Scott Rogo* By Patrick Huyghe
| It was
that year: 1984. But it wasn’t anything like George Orwell said it
would be. Life was not grim. It was downright zany. A movie that came
out that summer called Ghostbusters
was certainly proof of that.
I was a science
journalist at the time, churning out one article after another for Science Digest,
which was not at all digest-sized but large and glossy, nor all
science, which made it a perfect home for me. The editor let me pursue
just about anything. Killer amoeba? Okay. Black holes at the center of
the galaxy? Okay.
The annual conference of the
Parapsychological Association, which was taking place in Dallas at
Southern Methodist University that August? Okay. But I wouldn’t be
covering the conference; it was more of a fishing expedition.
So
it was that I came to Dallas, mixed with a bunch of parapsychologists
and would-be parapsychologists, caught a fish I wanted to
pursue—computer assisted psi testing—and
met an amazing person by the
name of D. Scott Rogo.
Rogo was just a couple of
years older than me but he had already written more than a dozen books
and co-authored several others on such topics as reincarnation, ghosts,
ESP, psychokinesis, poltergeists, and, yes, even UFOs, which at the
time was my passion. I had not yet published my first book. He also
wrote regularly for Psychic
and Fate,
as well as other magazines. He seemed to be everywhere, doing
everything.
In fact, Rogo somehow managed to be two
people at once. Not only was he a prolific author/journalist, but he
was also a recognized and respected researcher in the field of
parapsychology. His peer reviewed articles on such topics as the
ganzfield appeared in Journal
of the Society for Psychical Research and the European Journal of
Parapsychology, as well as Parapsychology Review.
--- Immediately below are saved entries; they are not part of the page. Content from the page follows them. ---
//! City mapper (table VILLES)

use std::sync::Arc;
use rusqlite::{params, Connection, OptionalExtension, Params};
use crate::domain::{City, Shared};
use crate::storage::{ConnectionProvider, KeyStrategy};
use crate::Result;
use super::{trace_failure, IdentityMap, Mapper};

const SELECT_CITY: &str = "SELECT numero, code_postal, nom_ville FROM VILLES";
const KEYS: KeyStrategy = KeyStrategy::Sequence("SEQ_VILLES");

pub struct CityMapper {
    db: Arc<ConnectionProvider>,
    cache: IdentityMap<City>,
}

impl CityMapper {
    pub fn new(db: Arc<ConnectionProvider>) -> Self {
        Self {
            db,
            cache: IdentityMap::new(),
        }
    }

    /// Look a city up on an already checked-out connection
    pub fn find_by_id_with(&self, conn: &Connection, id: i64) -> Result<Option<Shared<City>>> {
        if let Some(city) = self.cache.get(id) {
            return Ok(Some(city));
        }
        let city = conn
            .query_row(&format!("{} WHERE numero = ?1", SELECT_CITY), [id], row_to_city)
            .optional()?;
        Ok(city.map(|c| self.cache.load(id, c)))
    }

    /// Cities with exactly this name
    pub fn find_by_name(&self, name: &str) -> Result<Vec<Shared<City>>> {
        let conn = self.db.connection()?;
        self.query(&conn, &format!("{} WHERE nom_ville = ?1 ORDER BY numero", SELECT_CITY), [name])
    }

    /// Cities sharing a zip code
    pub fn find_by_zip_code(&self, zip_code: &str) -> Result<Vec<Shared<City>>> {
        let conn = self.db.connection()?;
        self.query(&conn, &format!("{} WHERE code_postal = ?1 ORDER BY numero", SELECT_CITY), [zip_code])
    }

    fn query<P: Params>(&self, conn: &Connection, sql: &str, params: P) -> Result<Vec<Shared<City>>> {
        let mut stmt = conn.prepare(sql)?;
        let cities = stmt
            .query_map(params, row_to_city)?
            .collect::<rusqlite::Result<Vec<_>>>()?;

        Ok(cities
            .into_iter()
            .filter_map(|c| c.id.map(|id| self.cache.load(id, c)))
            .collect())
    }
}

impl Mapper for CityMapper {
    type Entity = City;

    fn find_by_id(&self, id: i64) -> Result<Option<Shared<City>>> {
        let conn = self.db.connection()?;
        self.find_by_id_with(&conn, id)
    }

    fn find_all(&self) -> Result<Vec<Shared<City>>> {
        let conn = self.db.connection()?;
        self.query(&conn, &format!("{} ORDER BY numero", SELECT_CITY), [])
    }

    fn create(&self, entity: &Shared<City>) -> Result<Shared<City>> {
        let city = entity.read().clone();
        if city.id.is_some() {
            tracing::debug!("City {} already persisted", city);
            return Ok(entity.clone());
        }

        let result = self.db.in_transaction(|tx| {
            let allocated = KEYS.allocate(tx)?;
            tx.execute(
                "INSERT INTO VILLES (numero, code_postal, nom_ville) VALUES (?1, ?2, ?3)",
                params![allocated, city.zip_code, city.name],
            )?;
            Ok(KEYS.resolve(tx, allocated))
        });

        let id = trace_failure("create", "City", None, result)?;
        entity.write().id = Some(id);
        tracing::info!("Created city #{} ({})", id, city);
        Ok(self.cache.put(id, entity))
    }

    fn update(&self, entity: &Shared<City>) -> Result<bool> {
        let city = entity.read().clone();
        let Some(id) = city.id else {
            return Ok(false);
        };

        let result = self.db.in_transaction(|tx| {
            Ok(tx.execute(
                "UPDATE VILLES SET code_postal = ?1, nom_ville = ?2 WHERE numero = ?3",
                params![city.zip_code, city.name, id],
            )?)
        });

        if trace_failure("update", "City", Some(id), result)? == 0 {
            return Ok(false);
        }
        self.cache.put(id, entity);
        Ok(true)
    }

    /// Fails with a storage error while restaurants are located in the city
    fn delete_by_id(&self, id: i64) -> Result<bool> {
        let result = self
            .db
            .in_transaction(|tx| Ok(tx.execute("DELETE FROM VILLES WHERE numero = ?1", [id])?));

        let deleted = trace_failure("delete", "City", Some(id), result)?;
        self.cache.remove(id);
        Ok(deleted > 0)
    }

    fn identity_map(&self) -> &IdentityMap<City> {
        &self.cache
    }
}

fn row_to_city(row: &rusqlite::Row) -> rusqlite::Result<City> {
    Ok(City {
        id: Some(row.get(0)?),
        zip_code: row.get(1)?,
        name: row.get(2)?,
        ..City::default()
    })
}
He even served as a visiting researcher at the Psychical Research
Foundation, which was then in Durham, North Carolina, and at the
Division of Parapsychology and Psychophysics of Maimonides Medical
Center in Brooklyn, New York.
I hesitate to make too
much of my brief encounter with Scott Rogo, especially in the light of
the recent drubbing James Frey took for his A Million Little Pieces.
It
happened more than two decades ago and my memory is not great to begin
with. I did introduce myself and we spoke briefly, but mostly I
remember
being very impressed by how much he participated in, and contributed
to, the question and answer periods that followed the presentations. He
often seemed to know more than anyone else in the room. As George
Hansen noted in his tribute to Scott Rogo, which was published in The Anthropology of Consciousness:
“Scott was also a leading authority on the history of psychical
research. In this I would estimate that there are only three or four
people in the world who might be considered to be in his league. The
breadth of his historical knowledge of the field was unsurpassed.”
The
conference was over quickly and the only other episode I remember
clearly is a taxi ride to dinner one night. I don’t remember if Scott
was in the cab with us, I’m only certain my friend Barbara Flick was
one of those jammed into the back seat, but we were riding along with
the Ghostbusters theme blaring on the radio, appropriately enough, when
the cab driver turned around briefly and asked, “Hey, what do you
people do?” And we all broke out laughing and said: “We’re
ghostbusters!”
Shortly afterward I made plans to
visit Chuck Honorton’s Psychophysical Research Laboratories (PRL) in
Princeton, New Jersey, for an article I planned to write for Science
Digest on the work the lab was doing on computer-based
games that could
test people for their psi abilities. I had picked out Honorton as one
of the most impressive and brilliant parapsychologists at the Dallas
conference. At his lab I ended up meeting a few people whom I have
counted as friends ever since, one being the crusty George Hansen,
another the charming Rick Berger. But the article I wrote on PsiLab, as
their computer program was called, would never be published by Science Digest, and
my brief attempt to follow Scott Rogo’s path in journalism came to an
end. It was back to more orthodox science stories for me.
Six
years later, in August of 1990, I was shocked and saddened to hear the
news that Scott Rogo had been murdered at his home outside Los Angeles.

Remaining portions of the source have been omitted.